AIWG — February 2026
AIWG is a toolkit that helps AI coding agents work in a clear, reliable way. It gives them skills, rules, and shared memory so they make fewer mistakes and stay easy to follow.
TL;DR
February was AIWG's biggest month so far. The 2026.2.x series shipped steadily on npm all month. The headline is "Universal Deploy": all eight supported AI coding tools now get all four kinds of AIWG content — agents, commands, skills, and rules. Releases also began publishing to npm on their own, so a new version reaches you the moment it is tagged. Three new frameworks arrived: one for research work, one for managing media archives, and one for digital forensics (investigating computer break-ins). And a new rules setup cut the context load of rules by about 95 percent, so your agent keeps more room for real work.
By the numbers
| What's public | Value |
|---|---|
| On npm | `aiwg` — the 2026.2.x series, published through February |
| Source | github.com/jmagly/aiwg |
| Works with | Claude Code · OpenAI Codex · GitHub Copilot · Cursor · Factory AI · OpenCode · Warp Terminal · Windsurf |
| New this month | universal deploy across all eight tools · research framework · media-curator framework · forensics framework · deep-context (RLM) addon · daemon mode · chat bots for Slack, Discord, and Telegram |
| What it helps you do | run the same helpers on any of eight AI tools · handle huge inputs · investigate incidents · keep agent code tidy |
Highlights
1. Every tool gets everything. What it is: AIWG works inside eight AI coding tools. (A "provider" is an AI tool AIWG can set itself up inside, like Claude Code or Cursor.) Before, some tools only got part of the kit. Now all eight get agents, commands, skills, and rules. How you'd use it: run one setup command for your tool. AIWG puts every piece where that tool looks for it. Why it helps: you get the same full toolkit no matter which AI tool you use. Switching tools no longer means losing features.

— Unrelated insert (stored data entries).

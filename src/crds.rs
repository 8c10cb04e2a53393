// Copyright 2022 VMware, Inc.
// SPDX-License-Identifier: MIT
#[derive(
    kube::CustomResource,
    Default,
    Debug,
    Clone,
    serde::Deserialize,
    serde::Serialize,
    schemars::JsonSchema,
    PartialEq,
)]
#[kube(group = "habitat.sh", version = "v1", kind = "ServiceGroup")]
#[kube(shortname = "sg", namespaced)]
pub struct ServiceGroupSpec {
    pub image: String,
    pub count: i32,
    #[serde(default)]
    pub habitat: HabitatSpec,
}

#[derive(
    Default,
    Debug,
    Clone,
    serde::Deserialize,
    serde::Serialize,
    schemars::JsonSchema,
    PartialEq,
)]
pub struct HabitatSpec {
    #[serde(default, skip_serializing_if = "Option::is_none")]
    pub group: Option<String>,
    #[serde(default, skip_serializing_if = "Option::is_none")]
    pub bind: Option<Vec<Bind>>,
    #[serde(rename = "configSecretName", default, skip_serializing_if = "Option::is_none")]
    pub config_secret_name: Option<String>,
}

/// A dependency on another service group's exported configuration.
#[derive(
    Default,
    Debug,
    Clone,
    serde::Deserialize,
    serde::Serialize,
    schemars::JsonSchema,
    PartialEq,
)]
pub struct Bind {
    /// Bind name as declared by the local service.
    pub name: String,
    pub service: String,
    pub group: String,
}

2. Releases now ship themselves. What it is: when a new version is tagged, it publishes to npm on its own. Early in the month this pipeline was built and fixed, and it ran for the rest of February. How you'd use it: nothing to do. `npm install -g aiwg` always gets you the newest public release. Why it helps: fixes and features reach you fast, with no manual publish step to forget.
3. Rules got 95 percent lighter. What it is: AIWG ships rules that keep agents honest — like "never delete tests to make them pass." Each rule used to be its own file loaded into the agent's context. Now one short index sums them all up, with links to the full text. How you'd use it: redeploy with your usual setup command. Old rule files are cleaned up for you. Why it helps: the agent's context window is its working memory. Less space spent on rules means more space for your actual code.

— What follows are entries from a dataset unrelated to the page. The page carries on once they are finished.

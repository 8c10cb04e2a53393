// Copyright 2022 VMware, Inc.
// SPDX-License-Identifier: MIT
use clap::{ArgAction, Args};
use std::time::Duration;
use thiserror::Error;

#[derive(Debug, Error, PartialEq, Eq)]
pub enum ConfigError {
    #[error("invalid controller config: retry base delay must be positive")]
    ZeroRetryBaseDelay,
    #[error("invalid controller config: retry max delay {max:?} is below the base delay {base:?}")]
    RetryMaxBelowBase { base: Duration, max: Duration },
}

/// Runtime knobs of the controller, read from flags or the environment.
#[derive(Args, Debug, Clone, PartialEq, Eq)]
pub struct ControllerConfig {
    /// Only watch ServiceGroups and pods in this namespace (default: all namespaces).
    #[arg(long, env = "HABITAT_NAMESPACE")]
    pub namespace: Option<String>,

    /// Interval at which every cached object is redelivered as an update; 0 disables resync.
    #[arg(long, env = "HABITAT_RESYNC_PERIOD_SECS", default_value_t = 60)]
    pub resync_period_secs: u64,

    /// How many times a transiently failing event is requeued before it is dropped.
    #[arg(long, env = "HABITAT_MAX_RETRIES", default_value_t = 5)]
    pub max_retries: u32,

    #[arg(long, env = "HABITAT_RETRY_BASE_DELAY_MS", default_value_t = 500)]
    pub retry_base_delay_ms: u64,

    #[arg(long, env = "HABITAT_RETRY_MAX_DELAY_SECS", default_value_t = 30)]
    pub retry_max_delay_secs: u64,

    /// How many times a leader write rejected with Conflict is re-read and re-decided.
    #[arg(long, env = "HABITAT_CONFLICT_RETRIES", default_value_t = 5)]
    pub conflict_retries: u32,

    /// Rewrite the peer file to an empty address once the last running pod of a group is gone.
    #[arg(
        long,
        env = "HABITAT_CLEAR_LEADER_WHEN_EMPTY",
        default_value_t = true,
        action = ArgAction::Set
    )]
    pub clear_leader_when_empty: bool,
}

impl Default for ControllerConfig {
    fn default() -> Self {
        ControllerConfig {
            namespace: None,
            resync_period_secs: 60,
            max_retries: 5,
            retry_base_delay_ms: 500,
            retry_max_delay_secs: 30,
            conflict_retries: 5,
            clear_leader_when_empty: true,
        }
    }
}

impl ControllerConfig {
    pub fn validate(&self) -> Result<(), ConfigError> {
        if self.retry_base_delay_ms == 0 {
            return Err(ConfigError::ZeroRetryBaseDelay);
        }
        if self.retry_max_delay() < self.retry_base_delay() {
            return Err(ConfigError::RetryMaxBelowBase {
                base: self.retry_base_delay(),
                max: self.retry_max_delay(),
            });
        }
        Ok(())
    }

    pub fn resync_period(&self) -> Option<Duration> {
        match self.resync_period_secs {
            0 => None,
            secs => Some(Duration::from_secs(secs)),
        }
    }

    pub fn retry_base_delay(&self) -> Duration {
        Duration::from_millis(self.retry_base_delay_ms)
    }

    pub fn retry_max_delay(&self) -> Duration {
        Duration::from_secs(self.retry_max_delay_secs)
    }

    /// Exponential backoff for the given (zero-based) attempt, capped at the max delay.
    pub fn backoff(&self, attempt: u32) -> Duration {
        let factor = 2u32.checked_pow(attempt).unwrap_or(u32::MAX);
        self.retry_base_delay()
            .checked_mul(factor)
            .map_or(self.retry_max_delay(), |delay| delay.min(self.retry_max_delay()))
    }
}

4. Three new frameworks. What it is: a research framework (checks sources, grades evidence, verifies citations), a media-curator framework (finds, tags, and organizes music and video archives), and a forensics framework (guides a careful, step-by-step look into a computer break-in without harming evidence). How you'd use it: deploy any of them with one command, like `aiwg use research` or `aiwg use media-curator`. Why it helps: AIWG now covers more kinds of work than just building software — with the same agents-plus-rules approach.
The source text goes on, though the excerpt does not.